(Dataset entries)

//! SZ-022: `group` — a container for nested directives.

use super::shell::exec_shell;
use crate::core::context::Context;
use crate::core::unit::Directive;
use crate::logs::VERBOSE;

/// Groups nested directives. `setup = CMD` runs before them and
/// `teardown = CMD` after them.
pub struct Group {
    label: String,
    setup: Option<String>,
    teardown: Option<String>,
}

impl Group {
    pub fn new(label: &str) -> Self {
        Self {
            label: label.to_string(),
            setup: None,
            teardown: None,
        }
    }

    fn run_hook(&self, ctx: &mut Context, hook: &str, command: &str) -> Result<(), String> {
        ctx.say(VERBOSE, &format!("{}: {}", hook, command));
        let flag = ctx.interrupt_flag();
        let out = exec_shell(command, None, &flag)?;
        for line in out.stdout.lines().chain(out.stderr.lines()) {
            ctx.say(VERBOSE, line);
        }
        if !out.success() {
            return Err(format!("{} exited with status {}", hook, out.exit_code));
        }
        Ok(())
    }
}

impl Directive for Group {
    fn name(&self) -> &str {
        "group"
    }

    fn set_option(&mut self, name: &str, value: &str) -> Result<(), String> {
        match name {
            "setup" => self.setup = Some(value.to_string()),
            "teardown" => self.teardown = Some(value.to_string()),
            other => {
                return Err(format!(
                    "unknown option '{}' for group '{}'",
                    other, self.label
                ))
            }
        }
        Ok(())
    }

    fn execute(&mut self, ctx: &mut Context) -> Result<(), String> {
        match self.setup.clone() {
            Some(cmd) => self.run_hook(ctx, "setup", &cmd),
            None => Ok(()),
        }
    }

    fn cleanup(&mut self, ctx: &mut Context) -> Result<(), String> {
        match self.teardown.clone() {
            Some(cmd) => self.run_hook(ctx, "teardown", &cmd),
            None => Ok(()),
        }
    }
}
==
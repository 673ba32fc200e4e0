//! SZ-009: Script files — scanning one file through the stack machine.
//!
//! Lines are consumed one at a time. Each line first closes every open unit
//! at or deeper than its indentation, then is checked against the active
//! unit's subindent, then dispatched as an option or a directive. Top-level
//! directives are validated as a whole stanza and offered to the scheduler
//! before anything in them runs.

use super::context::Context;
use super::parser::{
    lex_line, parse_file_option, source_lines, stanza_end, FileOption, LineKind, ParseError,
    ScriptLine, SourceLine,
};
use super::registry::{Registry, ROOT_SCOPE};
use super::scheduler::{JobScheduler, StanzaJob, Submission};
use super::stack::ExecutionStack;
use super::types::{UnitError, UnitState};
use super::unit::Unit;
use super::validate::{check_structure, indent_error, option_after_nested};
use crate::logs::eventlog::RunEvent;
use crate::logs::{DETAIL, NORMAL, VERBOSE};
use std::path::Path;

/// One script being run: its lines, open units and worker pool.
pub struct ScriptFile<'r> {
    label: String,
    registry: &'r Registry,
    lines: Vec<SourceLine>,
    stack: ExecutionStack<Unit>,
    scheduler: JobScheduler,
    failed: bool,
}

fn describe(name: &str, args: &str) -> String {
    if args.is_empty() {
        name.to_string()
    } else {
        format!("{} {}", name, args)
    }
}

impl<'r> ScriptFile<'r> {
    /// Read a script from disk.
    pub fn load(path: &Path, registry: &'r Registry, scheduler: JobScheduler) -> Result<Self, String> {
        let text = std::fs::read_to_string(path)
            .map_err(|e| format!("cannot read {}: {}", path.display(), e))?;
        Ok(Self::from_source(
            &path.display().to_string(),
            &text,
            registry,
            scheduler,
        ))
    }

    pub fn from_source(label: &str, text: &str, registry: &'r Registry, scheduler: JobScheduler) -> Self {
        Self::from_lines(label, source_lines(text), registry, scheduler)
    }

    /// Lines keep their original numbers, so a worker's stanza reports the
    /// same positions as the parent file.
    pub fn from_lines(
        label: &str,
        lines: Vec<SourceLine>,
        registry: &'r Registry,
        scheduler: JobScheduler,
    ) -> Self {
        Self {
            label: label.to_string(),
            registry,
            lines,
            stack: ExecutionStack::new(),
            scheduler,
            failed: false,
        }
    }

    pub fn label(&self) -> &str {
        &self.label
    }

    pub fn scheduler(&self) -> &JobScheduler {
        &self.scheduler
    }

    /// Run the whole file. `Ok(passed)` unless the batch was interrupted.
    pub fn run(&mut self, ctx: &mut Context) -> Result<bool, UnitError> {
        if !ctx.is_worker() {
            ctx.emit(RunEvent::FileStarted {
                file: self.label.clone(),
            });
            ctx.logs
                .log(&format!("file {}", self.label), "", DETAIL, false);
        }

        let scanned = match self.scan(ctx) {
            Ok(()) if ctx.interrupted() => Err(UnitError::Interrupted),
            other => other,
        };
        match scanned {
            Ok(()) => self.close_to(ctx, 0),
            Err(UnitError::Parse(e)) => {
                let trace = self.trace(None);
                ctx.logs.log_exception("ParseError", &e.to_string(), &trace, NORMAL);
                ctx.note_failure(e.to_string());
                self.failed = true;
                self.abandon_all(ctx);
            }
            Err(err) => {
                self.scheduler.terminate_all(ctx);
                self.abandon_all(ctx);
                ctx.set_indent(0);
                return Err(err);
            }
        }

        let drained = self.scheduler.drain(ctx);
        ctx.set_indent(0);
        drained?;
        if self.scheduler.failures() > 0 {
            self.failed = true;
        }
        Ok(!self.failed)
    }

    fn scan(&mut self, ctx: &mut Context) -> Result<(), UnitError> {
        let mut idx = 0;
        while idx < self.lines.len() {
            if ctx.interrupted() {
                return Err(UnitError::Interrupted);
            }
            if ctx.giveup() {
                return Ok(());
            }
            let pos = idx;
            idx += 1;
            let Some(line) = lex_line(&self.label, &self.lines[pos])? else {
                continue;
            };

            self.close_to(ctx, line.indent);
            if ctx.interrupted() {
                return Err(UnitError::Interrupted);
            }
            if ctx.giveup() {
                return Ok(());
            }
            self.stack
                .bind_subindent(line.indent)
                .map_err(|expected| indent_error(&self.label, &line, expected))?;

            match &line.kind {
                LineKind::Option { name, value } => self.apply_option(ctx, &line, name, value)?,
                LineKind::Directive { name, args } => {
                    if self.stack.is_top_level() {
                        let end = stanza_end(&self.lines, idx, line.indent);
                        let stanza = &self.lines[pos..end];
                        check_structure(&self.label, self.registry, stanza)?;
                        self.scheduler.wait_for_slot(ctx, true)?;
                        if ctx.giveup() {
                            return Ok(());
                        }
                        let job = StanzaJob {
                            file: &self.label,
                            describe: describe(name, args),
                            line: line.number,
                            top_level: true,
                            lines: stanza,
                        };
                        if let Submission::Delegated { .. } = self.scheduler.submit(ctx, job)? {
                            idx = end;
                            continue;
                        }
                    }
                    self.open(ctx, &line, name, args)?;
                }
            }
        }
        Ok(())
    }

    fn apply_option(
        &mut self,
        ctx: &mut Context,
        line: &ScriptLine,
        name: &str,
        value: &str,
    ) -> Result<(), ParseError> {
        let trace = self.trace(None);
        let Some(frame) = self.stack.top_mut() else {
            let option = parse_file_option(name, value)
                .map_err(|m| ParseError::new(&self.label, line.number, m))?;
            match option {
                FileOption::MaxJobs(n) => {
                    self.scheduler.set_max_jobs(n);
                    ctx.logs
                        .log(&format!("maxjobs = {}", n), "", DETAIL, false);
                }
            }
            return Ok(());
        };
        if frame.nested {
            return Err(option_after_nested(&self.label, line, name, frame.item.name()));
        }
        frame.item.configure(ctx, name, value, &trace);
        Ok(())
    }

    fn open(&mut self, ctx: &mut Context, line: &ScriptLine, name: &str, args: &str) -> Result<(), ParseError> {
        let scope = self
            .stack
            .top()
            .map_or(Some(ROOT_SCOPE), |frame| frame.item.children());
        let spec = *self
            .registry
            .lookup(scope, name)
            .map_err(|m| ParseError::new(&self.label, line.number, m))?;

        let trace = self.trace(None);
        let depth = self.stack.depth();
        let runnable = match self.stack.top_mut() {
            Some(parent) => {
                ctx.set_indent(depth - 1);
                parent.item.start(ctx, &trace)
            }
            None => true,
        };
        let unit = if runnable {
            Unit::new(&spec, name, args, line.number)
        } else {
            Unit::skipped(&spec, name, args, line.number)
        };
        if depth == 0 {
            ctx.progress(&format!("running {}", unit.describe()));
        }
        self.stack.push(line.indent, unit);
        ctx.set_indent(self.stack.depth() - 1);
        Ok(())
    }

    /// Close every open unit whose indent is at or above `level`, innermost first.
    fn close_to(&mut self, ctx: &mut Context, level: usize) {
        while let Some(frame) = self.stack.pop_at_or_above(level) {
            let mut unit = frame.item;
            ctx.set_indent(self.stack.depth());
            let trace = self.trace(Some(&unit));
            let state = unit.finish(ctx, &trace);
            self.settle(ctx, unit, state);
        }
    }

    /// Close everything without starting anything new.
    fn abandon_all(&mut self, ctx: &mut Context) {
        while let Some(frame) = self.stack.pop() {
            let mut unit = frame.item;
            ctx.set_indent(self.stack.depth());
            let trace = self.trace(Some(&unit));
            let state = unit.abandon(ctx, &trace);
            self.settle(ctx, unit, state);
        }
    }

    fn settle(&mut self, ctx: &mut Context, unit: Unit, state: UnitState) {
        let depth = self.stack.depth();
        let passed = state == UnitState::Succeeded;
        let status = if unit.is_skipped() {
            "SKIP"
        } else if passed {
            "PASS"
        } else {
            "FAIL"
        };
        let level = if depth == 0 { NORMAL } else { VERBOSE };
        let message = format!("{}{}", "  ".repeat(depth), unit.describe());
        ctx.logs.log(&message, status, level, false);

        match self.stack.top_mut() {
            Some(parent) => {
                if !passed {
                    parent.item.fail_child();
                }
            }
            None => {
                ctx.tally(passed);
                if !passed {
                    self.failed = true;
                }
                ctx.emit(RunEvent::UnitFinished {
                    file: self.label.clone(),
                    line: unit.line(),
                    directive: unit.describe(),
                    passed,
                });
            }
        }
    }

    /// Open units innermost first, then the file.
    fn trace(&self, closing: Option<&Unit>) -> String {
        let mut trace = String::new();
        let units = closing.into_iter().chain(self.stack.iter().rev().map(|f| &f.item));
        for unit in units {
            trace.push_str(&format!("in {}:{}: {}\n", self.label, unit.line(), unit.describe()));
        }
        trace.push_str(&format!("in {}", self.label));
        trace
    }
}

**What the task asks**. Only the lines above from the line containing "let drained = self.scheduler.drain(ctx);" through the line containing "let mut idx = 0;" should be retyped, exactly and with both ends included.

**Answer to the exercise**.
        let drained = self.scheduler.drain(ctx);
        ctx.set_indent(0);
        drained?;
        if self.scheduler.failures() > 0 {
            self.failed = true;
        }
        Ok(!self.failed)
    }

    fn scan(&mut self, ctx: &mut Context) -> Result<(), UnitError> {
        let mut idx = 0;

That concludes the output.